От младшего специалиста по данным/машинному обучению до специалиста по данным/инженера по машинному обучению

Опубликовано: 2020-12-07

От младшего специалиста по данным/машинному обучению до специалиста по анализу данных полного цикла/инженера по машинному обучению

Нынешнее мировоззрение в области науки о данных значительно изменилось по сравнению с тем, что было три или даже два года назад. Кривая обучения никогда не должна заканчиваться. Таким образом, чтобы преуспеть, нужно развивать правильный набор навыков, чтобы соответствовать текущим ожиданиям отрасли.

«Адаптивность — это огромная разница между адаптацией, чтобы справиться с ситуацией, и адаптацией, чтобы победить». — Макс МакКаун.

Давайте рассмотрим ключевые элементы, которые могут помочь нам перейти от Jr Data Scientist/Machine Learning к Full Stack Data Scientist/Machine Learning.

Оглавление

Прошлое ожидание

Очень важно понимать прошлую ответственность, чтобы адаптироваться к текущим ожиданиям отрасли.
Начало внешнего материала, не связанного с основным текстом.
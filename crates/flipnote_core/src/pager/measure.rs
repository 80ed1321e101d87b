//! Height measurement seam.
//!
//! The pager never lays out text itself. Callers inject a [`Measure`] bound
//! to their live font/layout environment so computed breaks match what is
//! rendered.

use std::cell::RefCell;
use std::collections::HashMap;
use std::convert::Infallible;
use unicode_width::UnicodeWidthStr;

/// Rendered height of `text` wrapped to `content_width`.
///
/// Implementations must be deterministic and free of observable side
/// effects; the result is in the same unit as the page height.
pub trait Measure {
    type Error;

    fn measure(
        &self,
        text: &str,
        content_width: f64,
        font_size: f64,
        line_height: f64,
    ) -> Result<f64, Self::Error>;
}

impl<F> Measure for F
where
    F: Fn(&str, f64, f64, f64) -> f64,
{
    type Error = Infallible;

    fn measure(
        &self,
        text: &str,
        content_width: f64,
        font_size: f64,
        line_height: f64,
    ) -> Result<f64, Infallible> {
        Ok(self(text, content_width, font_size, line_height))
    }
}

/// Fixed-advance estimator for terminals and tests.
///
/// Each `\n`-separated line wraps at `content_width / (font_size * advance_ratio)`
/// columns; wide (East Asian) characters take two columns.
#[derive(Debug, Clone, Copy, PartialEq)]
pub struct MonospaceMeasure {
    /// Glyph advance as a fraction of the font size.
    pub advance_ratio: f64,
}

impl Default for MonospaceMeasure {
    fn default() -> Self {
        Self { advance_ratio: 0.6 }
    }
}

impl MonospaceMeasure {
    /// Columns that fit on one row. Never less than one.
    pub fn columns(&self, content_width: f64, font_size: f64) -> usize {
        let advance = font_size * self.advance_ratio;
        if !advance.is_finite() || advance <= 0.0 || !content_width.is_finite() {
            return 1;
        }
        let columns = (content_width / advance).floor();
        if columns < 1.0 {
            1
        } else {
            columns as usize
        }
    }

    /// Visual rows for `text` after hard breaks and wrapping.
    pub fn rows(&self, text: &str, content_width: f64, font_size: f64) -> usize {
        let columns = self.columns(content_width, font_size);
        text.split('\n')
            .map(|line| match line.width() {
                0 => 1,
                width => width.div_ceil(columns),
            })
            .sum()
    }
}

impl Measure for MonospaceMeasure {
    type Error = Infallible;

    fn measure(
        &self,
        text: &str,
        content_width: f64,
        font_size: f64,
        line_height: f64,
    ) -> Result<f64, Infallible> {
        let rows = self.rows(text, content_width, font_size);
        Ok(rows as f64 * line_height)
    }
}

#[derive(Debug, Clone, PartialEq, Eq, Hash)]
struct MeasureKey {
    text: String,
    content_width: u64,
    font_size: u64,
    line_height: u64,
}

/// Memoizing wrapper; repeated measurements hit the cache.
///
/// Failed measurements are not cached.
pub struct CachedMeasure<M> {
    inner: M,
    cache: RefCell<HashMap<MeasureKey, f64>>,
}

impl<M> CachedMeasure<M> {
    pub fn new(inner: M) -> Self {
        Self {
            inner,
            cache: RefCell::new(HashMap::new()),
        }
    }

    /// Number of cached measurements.
    pub fn len(&self) -> usize {
        self.cache.borrow().len()
    }

    pub fn is_empty(&self) -> bool {
        self.cache.borrow().is_empty()
    }

    /// Drops all cached values, e.g. after a font change.
    pub fn clear(&self) {
        self.cache.borrow_mut().clear();
    }
}

impl<M: Measure> Measure for CachedMeasure<M> {
    type Error = M::Error;

    fn measure(
        &self,
        text: &str,
        content_width: f64,
        font_size: f64,
        line_height: f64,
    ) -> Result<f64, M::Error> {
        let key = MeasureKey {
            text: text.to_owned(),
            content_width: content_width.to_bits(),
            font_size: font_size.to_bits(),
            line_height: line_height.to_bits(),
        };
        if let Some(height) = self.cache.borrow().get(&key) {
            return Ok(*height);
        }

        let height = self
            .inner
            .measure(text, content_width, font_size, line_height)?;
        self.cache.borrow_mut().insert(key, height);
        Ok(height)
    }
}

#[cfg(test)]
mod tests {
    use super::{CachedMeasure, Measure, MonospaceMeasure};
    use std::cell::Cell;

    #[test]
    fn closures_are_measurers() {
        let measure = |text: &str, _: f64, _: f64, line_height: f64| {
            text.split('\n').count() as f64 * line_height
        };
        assert_eq!(measure.measure("a\nb", 100.0, 12.0, 20.0), Ok(40.0));
    }

    #[test]
    fn monospace_wraps_long_lines() {
        // 60 / (10 * 0.5) = 12 columns
        let measure = MonospaceMeasure { advance_ratio: 0.5 };
        assert_eq!(measure.columns(60.0, 10.0), 12);
        assert_eq!(measure.rows("abcdefghijklm", 60.0, 10.0), 2);
        assert_eq!(measure.rows("short\n\nline", 60.0, 10.0), 3);
        assert_eq!(measure.measure("abc", 60.0, 10.0, 16.0), Ok(16.0));
    }

    #[test]
    fn monospace_counts_wide_characters_twice() {
        let measure = MonospaceMeasure { advance_ratio: 1.0 };
        // 4 columns; six wide characters need 12 columns
        assert_eq!(measure.rows("日本語のメモ", 40.0, 10.0), 3);
    }

    #[test]
    fn monospace_never_divides_by_zero() {
        let measure = MonospaceMeasure { advance_ratio: 0.0 };
        assert_eq!(measure.columns(100.0, 12.0), 1);
        assert_eq!(MonospaceMeasure::default().columns(1.0, 18.0), 1);
    }

    #[test]
    fn cached_measure_calls_inner_once_per_key() {
        let calls = Cell::new(0usize);
        let inner = |text: &str, _: f64, _: f64, _: f64| {
            calls.set(calls.get() + 1);
            text.len() as f64
        };
        let cached = CachedMeasure::new(inner);

        assert_eq!(cached.measure("hello", 100.0, 12.0, 16.0), Ok(5.0));
        assert_eq!(cached.measure("hello", 100.0, 12.0, 16.0), Ok(5.0));
        assert_eq!(cached.measure("hello", 200.0, 12.0, 16.0), Ok(5.0));
        assert_eq!(calls.get(), 2);
        assert_eq!(cached.len(), 2);

        cached.clear();
        assert!(cached.is_empty());
    }
}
Итак, вкратце, повседневная роль Data Scientist в прошлом обычно включала:

  • Область ИИ все еще была относительно новой (хотя и не в академических кругах), и многие компании и стартапы анализировали ее применение и варианты использования.
  • Исследования были в центре внимания. Предупреждение здесь заключалось в том, что это исследование много раз не соответствовало сути организации. Так что изначально не ожидалось такого большого доверия.
  • Обычно компании совмещали роли Data Scientist с Data Analytics или Data Engineer. Опять же, из-за неясности корпоративного применения ИИ.
  • У людей также была своего рода подобная дилемма. Многие их исследования или работы не были напрямую связаны, практически не годились для использования в качестве продукта.

Текущая перспектива

Демократизация ИИ привела к замечательным разработкам компаний и стартапов. Попробуем понять это,

  • В настоящее время в отрасли различают роли специалиста по данным, инженера по машинному обучению, аналитика данных, инженера по данным и даже инженера по MLops.
  • Предприятия больше не разрешают исследования в дикой природе, поскольку они точно знают, к какому варианту использования они подключаются. Также требуется четкое мышление и аналогичный дискретный подход от человека.
  • Каждое исследование или POC должно иметь материальный и полезный продукт.

Читайте также: Карьера в машинном обучении

Тщательный анализ всех ролей

Если нам нужно выбрать одну область, в которой предприятия преуспели в области ИИ, это, несомненно, четкие ожидания от всех разновидностей ролей, которые в двух словах:

  1. Data Scientist: Data Scientist — это человек, который (обычно из статистики/математики) использует различные средства, включая ИИ, для извлечения ценной информации из данных.
    • Фундаментальное различие между аналитиком данных и специалистом по данным заключается в том, что первые обычно полагаются на знание предметной области и ручные методы старой школы для понимания данных в малом и среднем масштабе, тогда как последний отвечает за сбор, анализ и интерпретацию данных в более крупном масштабе. использование более широких средств таких инструментов, как AI, SQL, ручные способы старой школы и т. д.,
    • Знание домена не обязательно, но полезно.
    • Основная задача состоит в том, чтобы поддерживать и извлекать бизнес-информацию из данных, а не разрабатывать программное обеспечение или продукт.
    • Статистик или математик может стать хорошим специалистом по данным.

2. Инженер по машинному обучению: нишевый инженер-программист, который разрабатывает продукт или услугу на основе ИИ.

    • Инженер машинного обучения должен обладать всеми знаниями в области традиционной разработки программного обеспечения, а также знаниями в области искусственного интеллекта, потому что в конечном итоге он/она собирается создавать программное обеспечение, в основе которого лежит искусственный интеллект.
    • Основная задача заключается не в извлечении данных, а в разработке инструмента искусственного интеллекта, который может выполнять ту же работу.
    • Разработчик с хорошими знаниями в области машинного обучения/глубокого обучения, а также разработки программного обеспечения может стать хорошим инженером по машинному обучению.

3. Инженер по эксплуатации машинного обучения: нишевый инженер-программист, который поддерживает и автоматизирует конвейер, используемый системой ML.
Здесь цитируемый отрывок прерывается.